Diese Einschätzung greift allerdings etwas zu kurz: Die Vielzahl der Avatar-Formen, die in SL möglich sind, macht eine klare Unterscheidung in erwachsene oder minderjährige Figuren so gut wie unmöglich. Eine ganze Gruppe von SL-Nutzern hüllt sich in der virtuellen Welt beispielsweise in zwergenhaft kleine Spielfiguren - die sogenannten "Tinies" sind aber nicht Kindern nachempfunden, sondern entsprechen eher winzigen Fabelwesen. Andererseits gibt es Erwachsene, die sich in durchaus kommerzieller Absicht Kinder-Avatare zulegen: Wer bereit ist, sich mit Pädophilen auf entsprechende Rollenspiele einzulassen, kann sich dafür in SL in der Spielwährung Lindendollar entlohnen lassen - und die sind frei konvertierbar in echte US-Dollars.
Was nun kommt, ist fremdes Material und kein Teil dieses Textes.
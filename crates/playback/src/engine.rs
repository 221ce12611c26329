use atmomix_tracks::TrackId;
use cpal::{
    FromSample, SizedSample,
    traits::{DeviceTrait, HostTrait, StreamTrait},
};

use crate::{Player, SoundSource};

enum Command {
    Start(usize),
    Pause(usize),
    SetGain(usize, f32),
    StopAll,
}

struct Voice {
    audio: crate::AudioData,
    /// Fractional frame position into the source; advances by the
    /// source-rate / output-rate ratio each output frame and wraps (loop).
    position: f64,
    step: f64,
    gain: f32,
    playing: bool,
}

/// Handle to the running audio engine.
///
/// Implements [`Player`] by pushing commands onto a lock-free queue that the
/// cpal callback drains. `start` is the only fallible operation: a full queue
/// means the engine rejected the request and the sound stays stopped.
pub struct EngineHandle {
    ids: Vec<TrackId>,
    commands: rtrb::Producer<Command>,
    _stream: cpal::Stream,
}

impl EngineHandle {
    fn index_of(&self, id: &TrackId) -> Option<usize> {
        self.ids.iter().position(|known| known == id)
    }
}

impl Player for EngineHandle {
    fn start(&mut self, id: &TrackId) -> anyhow::Result<()> {
        let index = self
            .index_of(id)
            .ok_or_else(|| anyhow::anyhow!("no sound loaded for track '{id}'"))?;
        self.commands
            .push(Command::Start(index))
            .map_err(|_| anyhow::anyhow!("playback engine rejected start for '{id}'"))
    }

    fn pause(&mut self, id: &TrackId) {
        if let Some(index) = self.index_of(id) {
            let _ = self.commands.push(Command::Pause(index));
        }
    }

    fn set_gain(&mut self, id: &TrackId, gain: f32) {
        if let Some(index) = self.index_of(id) {
            let _ = self.commands.push(Command::SetGain(index, gain));
        }
    }

    fn stop_all(&mut self) {
        let _ = self.commands.push(Command::StopAll);
    }
}

/// Start the audio engine with a fixed set of looping sources.
///
/// The source set never changes after startup, so the decoded buffers move
/// into the callback once and all later control flows through the command
/// queue.
pub fn start(sources: Vec<SoundSource>) -> anyhow::Result<EngineHandle> {
    let (command_tx, command_rx) = rtrb::RingBuffer::<Command>::new(256);

    let host = cpal::default_host();
    let device = host
        .default_output_device()
        .ok_or_else(|| anyhow::anyhow!("no output device found"))?;

    let config = device.default_output_config()?;

    let ids = sources.iter().map(|s| s.id.clone()).collect();

    let stream = match config.sample_format() {
        cpal::SampleFormat::F32 => {
            build_stream::<f32>(&device, &config.into(), sources, command_rx)?
        }
        sample_format => anyhow::bail!("unsupported sample format '{sample_format}'"),
    };

    stream.play()?;

    Ok(EngineHandle {
        ids,
        commands: command_tx,
        _stream: stream,
    })
}

fn build_stream<T>(
    device: &cpal::Device,
    config: &cpal::StreamConfig,
    sources: Vec<SoundSource>,
    mut command_rx: rtrb::Consumer<Command>,
) -> anyhow::Result<cpal::Stream>
where
    T: SizedSample + FromSample<f32>,
{
    let output_channels = config.channels as usize;
    let sample_rate = config.sample_rate.0;

    let mut voices: Vec<Voice> = sources
        .into_iter()
        .map(|source| Voice {
            step: source.audio.sample_rate() as f64 / sample_rate as f64,
            audio: source.audio,
            position: 0.0,
            gain: 0.0,
            playing: false,
        })
        .collect();

    let stream = device.build_output_stream(
        config,
        move |data: &mut [T], _: &cpal::OutputCallbackInfo| {
            while let Ok(cmd) = command_rx.pop() {
                match cmd {
                    Command::Start(i) => {
                        if let Some(voice) = voices.get_mut(i) {
                            voice.position = 0.0;
                            voice.playing = true;
                        }
                    }
                    Command::Pause(i) => {
                        if let Some(voice) = voices.get_mut(i) {
                            voice.playing = false;
                        }
                    }
                    Command::SetGain(i, gain) => {
                        if let Some(voice) = voices.get_mut(i) {
                            voice.gain = gain;
                        }
                    }
                    Command::StopAll => {
                        for voice in &mut voices {
                            voice.playing = false;
                            voice.position = 0.0;
                        }
                    }
                }
            }

            for frame in data.chunks_mut(output_channels) {
                let mut mixed = vec![0.0f32; output_channels];

                for voice in &mut voices {
                    if !voice.playing || voice.audio.is_empty() {
                        continue;
                    }

                    let channels = voice.audio.channels() as usize;
                    let samples = voice.audio.samples();
                    let total_frames = voice.audio.frames();
                    let frame_index = voice.position as usize;

                    for (ch, mix_sample) in mixed.iter_mut().enumerate() {
                        let voice_ch = ch % channels;
                        let idx = frame_index * channels + voice_ch;
                        if idx < samples.len() {
                            *mix_sample += samples[idx] * voice.gain;
                        }
                    }

                    voice.position += voice.step;
                    if voice.position >= total_frames as f64 {
                        // Ambient loops wrap back to the start.
                        voice.position -= total_frames as f64;
                    }
                }

                for (ch, sample) in frame.iter_mut().enumerate() {
                    *sample = T::from_sample(mixed[ch]);
                }
            }
        },
        |err| log::error!("stream error: {err}"),
        None,
    )?;

    Ok(stream)
}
Virtuelle Haut ohne Geschlechtsteile
Das Problem der Kinder-Avatare dürfte für Linden Lab also nicht leicht aus der Welt zu schaffen sein. Zudem gibt auch Spieler, die ganz legitim und ohne sexuelle Hintergedanken Kinderfiguren darstellen. Sogar Adoptionsagenturen gibt es, die einsamen Menschen ein virtuelles Familienleben ermöglichen sollen - ganz im Sinne der "Alles ist möglich"-Philosophie der Betreiber. Eine ganze Reihe von virtuellen Ladengeschäften verkauft "Skins", also virtuelle Haut, die Avatare realistischer aussehen lassen sollen. Auch Skins, die wie Minderjährige aussehen, sind vielerorts im Angebot - oft aber mit dem Vermerk, dass die virtuelle Haut ohne Geschlechtsteile geliefert wird.
Auch Kinderkleidung, Spielplätze und virtuelle Kindergärten gibt es in der virtuellen Welt - obwohl offiziell nur Volljährige einen Zugang zu SL haben dürfen. Für Minderjährige gibt es ein eigenes "Teen Grid", eine jugendfreie Version von SL, in der es auch keine Möglichkeit zum virtuellen Sex gibt. Wo in der Erwachsenen-Version die Grenze zwischen harmlosem Unsinn und echter Perversion verläuft, ist oft sehr schwer auszumachen.